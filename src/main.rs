// This Source Code Form is subject to the terms of the Mozilla Public
// License, v. 2.0. If a copy of the MPL was not distributed with this
// file, You can obtain one at https://mozilla.org/MPL/2.0/.
//
// Copyright (c) 2025 Pegasus Heavy Industries, LLC

//! spacey-harness - resolve modules and run built bundles
//!
//! ## Commands
//!
//! - `run` executes a bundle (or an HTML entry) in a simulated runtime and
//!   prints the exported value as JSON
//! - `resolve` prints where a specifier resolves from a given file

mod config;

use anyhow::{Context, Result, anyhow};
use clap::{Args, Parser, Subcommand};
use config::HarnessConfig;
use owo_colors::OwoColorize;
use spacey_resolve::path::normalize_path;
use spacey_resolve::{OsFs, Resolved, Resolver};
use spacey_sandbox::{
    Bundle, BundleGraph, ConsoleLevel, ConsoleMessage, Environment, Globals, Outcome, RunOptions,
    Sandbox,
};
use std::path::{Path, PathBuf};
use std::process::ExitCode;
use std::sync::Arc;
use tracing::debug;

#[derive(Parser)]
#[command(
    name = "spacey-harness",
    about = "Resolve modules and run built bundles in simulated runtimes",
    version,
    author = "Pegasus Heavy Industries"
)]
struct Cli {
    /// Enable verbose logging
    #[arg(long, global = true)]
    verbose: bool,

    /// Configuration file used instead of ./spacey-harness.toml
    #[arg(long, global = true, value_name = "FILE")]
    config: Option<PathBuf>,

    #[command(subcommand)]
    command: Command,
}

#[derive(Subcommand)]
enum Command {
    /// Run a bundle and print what it exports
    Run(RunArgs),
    /// Resolve a module specifier
    Resolve(ResolveArgs),
}

#[derive(Args)]
struct RunArgs {
    /// Bundle (.js) or HTML entry to run
    file: PathBuf,

    /// Bundle graph manifest (JSON) the file belongs to
    #[arg(long, value_name = "MANIFEST")]
    graph: Option<PathBuf>,

    /// Target runtime when no graph is given
    #[arg(long, default_value = "browser")]
    context: String,

    /// Output format when no graph is given
    #[arg(long, default_value = "global")]
    format: String,

    /// The bundle was built with scope hoisting
    #[arg(long)]
    scope_hoist: bool,

    /// Public id of the entry asset
    #[arg(long = "entry-id", value_name = "ID")]
    entry_id: Option<String>,

    /// Global override, repeatable
    #[arg(long = "global", value_name = "KEY=JSON", value_parser = parse_global)]
    globals: Vec<(String, serde_json::Value)>,

    /// Print console output only, without extracting exports
    #[arg(long)]
    no_require: bool,
}

#[derive(Args)]
struct ResolveArgs {
    /// Specifier as written in source
    specifier: String,

    /// File the specifier appears in
    #[arg(long, value_name = "FILE")]
    from: PathBuf,

    /// Extension to probe, repeatable (replaces the configured list)
    #[arg(long = "ext", value_name = "EXT")]
    extensions: Vec<String>,

    /// Resolve as a production build
    #[arg(long)]
    production: bool,
}

fn parse_global(raw: &str) -> Result<(String, serde_json::Value), String> {
    let (key, value) = raw
        .split_once('=')
        .ok_or_else(|| format!("expected KEY=JSON, got '{raw}'"))?;
    if key.is_empty() {
        return Err("global name is empty".to_string());
    }
    let value = serde_json::from_str(value)
        .unwrap_or_else(|_| serde_json::Value::String(value.to_string()));
    Ok((key.to_string(), value))
}

#[tokio::main]
async fn main() -> ExitCode {
    let cli = Cli::parse();

    let config = match HarnessConfig::load(cli.config.as_deref()) {
        Ok(config) => config,
        Err(e) => {
            eprintln!("{}: {:#}", "Error".red().bold(), e);
            return ExitCode::FAILURE;
        }
    };

    // Initialize logging
    let filter = if cli.verbose {
        "spacey_resolve=debug,spacey_sandbox=debug,spacey_harness=debug".to_string()
    } else {
        config.sandbox.log_level.clone()
    };
    tracing_subscriber::fmt()
        .with_env_filter(filter)
        .with_writer(std::io::stderr)
        .init();

    let result = match &cli.command {
        Command::Run(args) => run(args, &config).await,
        Command::Resolve(args) => resolve(args, &config),
    };

    match result {
        Ok(()) => ExitCode::SUCCESS,
        Err(e) => {
            eprintln!("{}: {:#}", "Error".red().bold(), e);
            ExitCode::FAILURE
        }
    }
}

fn absolute(path: &Path) -> Result<PathBuf> {
    if path.is_absolute() {
        return Ok(normalize_path(path));
    }
    let cwd = std::env::current_dir().context("failed to read the current directory")?;
    Ok(normalize_path(&cwd.join(path)))
}

async fn run(args: &RunArgs, config: &HarnessConfig) -> Result<()> {
    let file = absolute(&args.file)?;

    let graph = match &args.graph {
        Some(manifest) => {
            let bytes = tokio::fs::read(manifest)
                .await
                .with_context(|| format!("failed to read {}", manifest.display()))?;
            BundleGraph::from_json(&bytes)?
        }
        None => {
            let env = Environment::new(args.context.as_str(), args.format.as_str())
                .scope_hoisted(args.scope_hoist);
            let is_html = file
                .extension()
                .is_some_and(|ext| ext == "html" || ext == "htm");
            let mut bundle = if is_html {
                Bundle::html(&file, env)
            } else {
                Bundle::js(&file, env)
            };
            bundle.entry_public_id = args.entry_id.clone();
            BundleGraph::new(vec![bundle])
        }
    };
    let bundle = graph
        .find_by_path(&file)
        .ok_or_else(|| anyhow!("{} is not in the bundle graph", file.display()))?;

    debug!(
        path = %bundle.file_path.display(),
        context = %bundle.env.context,
        "running bundle"
    );

    let globals: Globals = args.globals.iter().cloned().collect();
    let options = RunOptions {
        require: !args.no_require,
    };
    let sandbox = Sandbox::with_config(Arc::new(OsFs), config.sandbox_config());
    let mut outcome = sandbox.run_bundle(&graph, bundle, &globals, options).await?;

    print_console(&outcome.context().console());
    if let Outcome::Exports(exports) = &mut outcome {
        if exports.value().is_undefined() {
            println!("{}", "undefined".dimmed());
        } else {
            let json = exports.to_json()?;
            println!("{}", serde_json::to_string_pretty(&json)?);
        }
    }
    Ok(())
}

fn print_console(messages: &[ConsoleMessage]) {
    for message in messages {
        let level = format!("[{}]", message.level);
        match message.level {
            ConsoleLevel::Error => eprintln!("{} {}", level.red().bold(), message.text),
            ConsoleLevel::Warn => eprintln!("{} {}", level.yellow(), message.text),
            ConsoleLevel::Debug => eprintln!("{} {}", level.dimmed(), message.text),
            ConsoleLevel::Log | ConsoleLevel::Info => {
                eprintln!("{} {}", level.cyan(), message.text)
            }
        }
    }
}

fn resolve(args: &ResolveArgs, config: &HarnessConfig) -> Result<()> {
    let mut options = config.resolver_options();
    if !args.extensions.is_empty() {
        options = options.with_extensions(&args.extensions);
    }
    if args.production {
        options.source_policy.production = true;
    }

    let from = absolute(&args.from)?;
    debug!(specifier = %args.specifier, from = %from.display(), "resolving");
    let resolver = Resolver::with_options(Arc::new(OsFs), options);
    let result = resolver.resolve(&args.specifier, &from)?;

    match &result.resolved {
        Resolved::Builtin(name) => println!("{} {}", "builtin".magenta(), name.green()),
        Resolved::File(path) => println!("{}", path.display().green()),
    }
    if let Some(pkg) = &result.pkg {
        let name = pkg.name.as_deref().unwrap_or("<unnamed>");
        println!("{} {} ({})", "package".dimmed(), name.cyan(), pkg.file().display());
    }
    Ok(())
}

------------------------------------------------------------

* **WHAT THIS TASK INVOLVES**: Each line from the first line of the listing through the line containing "instead of ./spacey-harness.toml" must be set down exactly; no other line belongs in the answer.

* **EXERCISE RESPONSE**:
filename src/main.rs
// This Source Code Form is subject to the terms of the Mozilla Public
// License, v. 2.0. If a copy of the MPL was not distributed with this
// file, You can obtain one at https://mozilla.org/MPL/2.0/.
//
// Copyright (c) 2025 Pegasus Heavy Industries, LLC

//! spacey-harness - resolve modules and run built bundles
//!
//! ## Commands
//!
//! - `run` executes a bundle (or an HTML entry) in a simulated runtime and
//!   prints the exported value as JSON
//! - `resolve` prints where a specifier resolves from a given file

mod config;

use anyhow::{Context, Result, anyhow};
use clap::{Args, Parser, Subcommand};
use config::HarnessConfig;
use owo_colors::OwoColorize;
use spacey_resolve::path::normalize_path;
use spacey_resolve::{OsFs, Resolved, Resolver};
use spacey_sandbox::{
    Bundle, BundleGraph, ConsoleLevel, ConsoleMessage, Environment, Globals, Outcome, RunOptions,
    Sandbox,
};
use std::path::{Path, PathBuf};
use std::process::ExitCode;
use std::sync::Arc;
use tracing::debug;

#[derive(Parser)]
#[command(
    name = "spacey-harness",
    about = "Resolve modules and run built bundles in simulated runtimes",
    version,
    author = "Pegasus Heavy Industries"
)]
struct Cli {
    /// Enable verbose logging
    #[arg(long, global = true)]
    verbose: bool,

    /// Configuration file used instead of ./spacey-harness.toml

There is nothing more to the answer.